Make sure you have one totally safe space you can pen them into in case the doorbell rings, you suddenly realise you haven't weed all day or there is an emergency.

phyllisdiller Tue 24-Jan-12 13:09:48

Sudocrem!!!! Keep it out of reach, it is a bugger to get out of carpet, hair, teddy bears and toys. Particularly annoying on wallpaper. Generally when they do get hold of it they will get it on all of the things listed and more.

For above also substitute sudocrem any substance that feels nice between the hands and would smear well.

SuperSesame Tue 24-Jan-12 13:46:09

My toddler has just discovered the oven and has a nasty mark on his head when opening the door and the corner cutting his forehead.
Luckily it wasn't on at the time. But is there any special oven safely tool to keep it closed? I presume the regular cupboard locks won't work as they are plastic and would melt.

we have a stairgate on kitchen leftover from DD1. DD2 is with CM during the week so we only have 2 days to 'worry' about. DP makes a huge cushion ringed area for DD2 in weekends smile - I don't grin

My main concern are small bits from DD1's toys - they seem to be getting smaller & smaller as DD2 is getting more mobile. We are all vigilant about those.

toddlerama Tue 24-Jan-12 14:32:04

Have one area that is totally, totally safe so that you can shower/wee/answer door and relax about the rest, because you will be there!

Hot drinks only go at the back of kitchen work surfaces and pens are contraband.

The best tip would be declutter. If you don't have 'stuff' everywhere, the things that are a risk become very obvious.
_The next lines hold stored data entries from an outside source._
use std::path::Path;
use async_trait::async_trait;
use bytes::Bytes;
use reqwest::{Body, Client, Response, StatusCode};
use serde::{Deserialize, Serialize};
use tokio::fs::File;
use tokio_util::io::ReaderStream;
use url::Url;
use crate::core::{DedupKey, DownloadUrl, GpError, PhotosApi, Result, ThumbnailRequest};

pub const DEFAULT_ENDPOINT: &str = "http://localhost:8080";

/// Header carrying the raw auth string on every request
const AUTH_HEADER: &str = "X-Auth-Data";

#[derive(Debug, Clone)]
pub struct ApiConfig {
    pub auth_data: String,
    pub proxy: Option<String>,
    pub endpoint: String,
}

/// `PhotosApi` over the JSON gateway that fronts the backend.
///
/// Routes, relative to the endpoint:
/// - `POST resolve/media`, `POST resolve/item`: `{"input"}` -> `{"key"}`
/// - `GET media/by-dedup-key/{key}`: `{"media_key"}`, 404 when absent
/// - `POST upload?dedup_key=..&file_name=..`: raw file body -> `{"media_key"}`
/// - `GET media/{key}/download-url`: `{"url", "is_edited"}`
/// - `GET media/{key}/thumbnail`: image bytes
/// - `POST items/trash`, `items/restore`, `items/archive`: `{"item_keys", ..}`
/// - `POST items/{key}/favourite`, `items/{key}/caption`
#[derive(Debug, Clone)]
pub struct HttpPhotosApi {
    client: Client,
    endpoint: Url,
    auth_data: String,
}

#[derive(Serialize)]
struct ResolveRequest<'a> {
    input: &'a str,
}

#[derive(Deserialize)]
struct ResolveResponse {
    key: String,
}

#[derive(Deserialize)]
struct MediaKeyResponse {
    media_key: String,
}

#[derive(Deserialize)]
struct DownloadUrlResponse {
    url: String,
    #[serde(default)]
    is_edited: bool,
}

#[derive(Serialize)]
struct ItemsRequest<'a> {
    item_keys: &'a [String],
    #[serde(skip_serializing_if = "Option::is_none")]
    archived: Option<bool>,
}

#[derive(Serialize)]
struct FavouriteRequest {
    favourite: bool,
}

#[derive(Serialize)]
struct CaptionRequest<'a> {
    caption: &'a str,
}

impl HttpPhotosApi {
    pub fn new(config: ApiConfig) -> Result<Self> {
        let mut endpoint = Url::parse(&config.endpoint)
            .map_err(|err| GpError::transfer(format!("invalid endpoint '{}': {err}", config.endpoint)))?;
        if endpoint.cannot_be_a_base() {
            return Err(GpError::transfer(format!("invalid endpoint '{}'", config.endpoint)));
        }
        if !endpoint.path().ends_with('/') {
            let path = format!("{}/", endpoint.path());
            endpoint.set_path(&path);
        }

        let mut builder = Client::builder();
        if let Some(proxy) = config.proxy.as_deref().filter(|p| !p.is_empty()) {
            builder = builder.proxy(reqwest::Proxy::all(proxy)?);
        }

        Ok(Self {
            client: builder.build()?,
            endpoint,
            auth_data: config.auth_data,
        })
    }

    /// The underlying client, configured with the same proxy
    pub fn http_client(&self) -> &Client {
        &self.client
    }

    fn url(&self, segments: &[&str]) -> Url {
        let mut url = self.endpoint.clone();
        if let Ok(mut path) = url.path_segments_mut() {
            path.pop_if_empty().extend(segments);
        }
        url
    }

    async fn post_json<T: Serialize + ?Sized>(&self, url: Url, body: &T) -> Result<Response> {
        let response = self
            .client
            .post(url)
            .header(AUTH_HEADER, &self.auth_data)
            .json(body)
            .send()
            .await?;
        check_status(response).await
    }

    async fn get(&self, url: Url) -> Result<Response> {
        let response = self
            .client
            .get(url)
            .header(AUTH_HEADER, &self.auth_data)
            .send()
            .await?;
        Ok(response)
    }

    async fn resolve(&self, kind: &str, input: &str) -> Result<String> {
        let response = self
            .client
            .post(self.url(&["resolve", kind]))
            .header(AUTH_HEADER, &self.auth_data)
            .json(&ResolveRequest { input })
            .send()
            .await?;

        if response.status() == StatusCode::NOT_FOUND {
            return Err(GpError::NotFound(input.to_string()));
        }
        let resolved: ResolveResponse = check_status(response).await?.json().await?;
        Ok(resolved.key)
    }
}

async fn check_status(response: Response) -> Result<Response> {
    let status = response.status();
    if status.is_success() {
        return Ok(response);
    }
    let body = response.text().await.unwrap_or_default();
    Err(GpError::transfer(format!("{} {}: {}", status_kind(status), status, body.trim())))
}

fn status_kind(status: StatusCode) -> &'static str {
    if status.is_server_error() { "server error" } else { "request rejected" }
}

#[async_trait]
impl PhotosApi for HttpPhotosApi {
    async fn resolve_media_key(&self, input: &str) -> Result<String> {
        self.resolve("media", input).await
    }

    async fn resolve_item_key(&self, input: &str) -> Result<String> {
        self.resolve("item", input).await
    }

    async fn find_by_dedup_key(&self, key: &DedupKey) -> Result<Option<String>> {
        let response = self.get(self.url(&["media", "by-dedup-key", key.as_str()])).await?;
        if response.status() == StatusCode::NOT_FOUND {
            return Ok(None);
        }
        let found: MediaKeyResponse = check_status(response).await?.json().await?;
        Ok(Some(found.media_key))
    }

    async fn upload_file(&self, path: &Path, key: &DedupKey) -> Result<String> {
        let file = File::open(path).await?;
        let size = file.metadata().await?.len();
        let body = Body::wrap_stream(ReaderStream::new(file));

        let file_name = path
            .file_name()
            .map(|name| name.to_string_lossy().into_owned())
            .unwrap_or_default();
        let mut url = self.url(&["upload"]);
        url.query_pairs_mut()
            .append_pair("dedup_key", key.as_str())
            .append_pair("file_name", &file_name);

        let response = self
            .client
            .post(url)
            .header(AUTH_HEADER, &self.auth_data)
            .header(reqwest::header::CONTENT_LENGTH, size)
            .body(body)
            .send()
            .await?;

        let uploaded: MediaKeyResponse = check_status(response).await?.json().await?;
        Ok(uploaded.media_key)
    }

    async fn download_url(&self, media_key: &str) -> Result<DownloadUrl> {
        let response = self.get(self.url(&["media", media_key, "download-url"])).await?;
        let found: DownloadUrlResponse = check_status(response).await?.json().await?;
        Ok(DownloadUrl {
            url: found.url,
            is_edited: found.is_edited,
        })
    }

    async fn thumbnail(&self, media_key: &str, request: &ThumbnailRequest) -> Result<Bytes> {
        let mut url = self.url(&["media", media_key, "thumbnail"]);
        {
            let mut query = url.query_pairs_mut();
            if let Some(width) = request.width {
                query.append_pair("width", &width.to_string());
            }
            if let Some(height) = request.height {
                query.append_pair("height", &height.to_string());
            }
            query
                .append_pair("jpeg", if request.force_jpeg { "1" } else { "0" })
                .append_pair("overlay", if request.no_overlay { "0" } else { "1" });
        }

        let response = self.get(url).await?;
        Ok(check_status(response).await?.bytes().await?)
    }

    async fn move_to_trash(&self, item_keys: &[String]) -> Result<()> {
        let body = ItemsRequest { item_keys, archived: None };
        self.post_json(self.url(&["items", "trash"]), &body).await?;
        Ok(())
    }

    async fn restore_from_trash(&self, item_keys: &[String]) -> Result<()> {
        let body = ItemsRequest { item_keys, archived: None };
        self.post_json(self.url(&["items", "restore"]), &body).await?;
        Ok(())
    }

    async fn set_archived(&self, item_keys: &[String], archived: bool) -> Result<()> {
        let body = ItemsRequest { item_keys, archived: Some(archived) };
        self.post_json(self.url(&["items", "archive"]), &body).await?;
        Ok(())
    }

    async fn set_favourite(&self, item_key: &str, favourite: bool) -> Result<()> {
        self.post_json(self.url(&["items", item_key, "favourite"]), &FavouriteRequest { favourite })
            .await?;
        Ok(())
    }

    async fn set_caption(&self, item_key: &str, caption: &str) -> Result<()> {
        self.post_json(self.url(&["items", item_key, "caption"]), &CaptionRequest { caption })
            .await?;
        Ok(())
    }
}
Clear the dining table completely, straight after the meal, every time, because yanking the table cloth off and taking everything with it is a specialty angry

kitcatcandy Tue 24-Jan-12 16:36:06

We did all the normall stuff, but just wanted to add that we installed sash-jammers on the doors and any windows that you didn't have to be a genius to open.

They are little upvc swivel locks, that you fit really high up, and just twizel to lock.

They mean that your front door for example, is dead easy to lock from the inside, without using the key, and the lock is out of reach from little hands. But you don't have to go fumbling around for your well hidden key if the postman calls.

When they get to door opening age, and key twiddling age, it's good to know thy can't open the front door while you pop for a wee!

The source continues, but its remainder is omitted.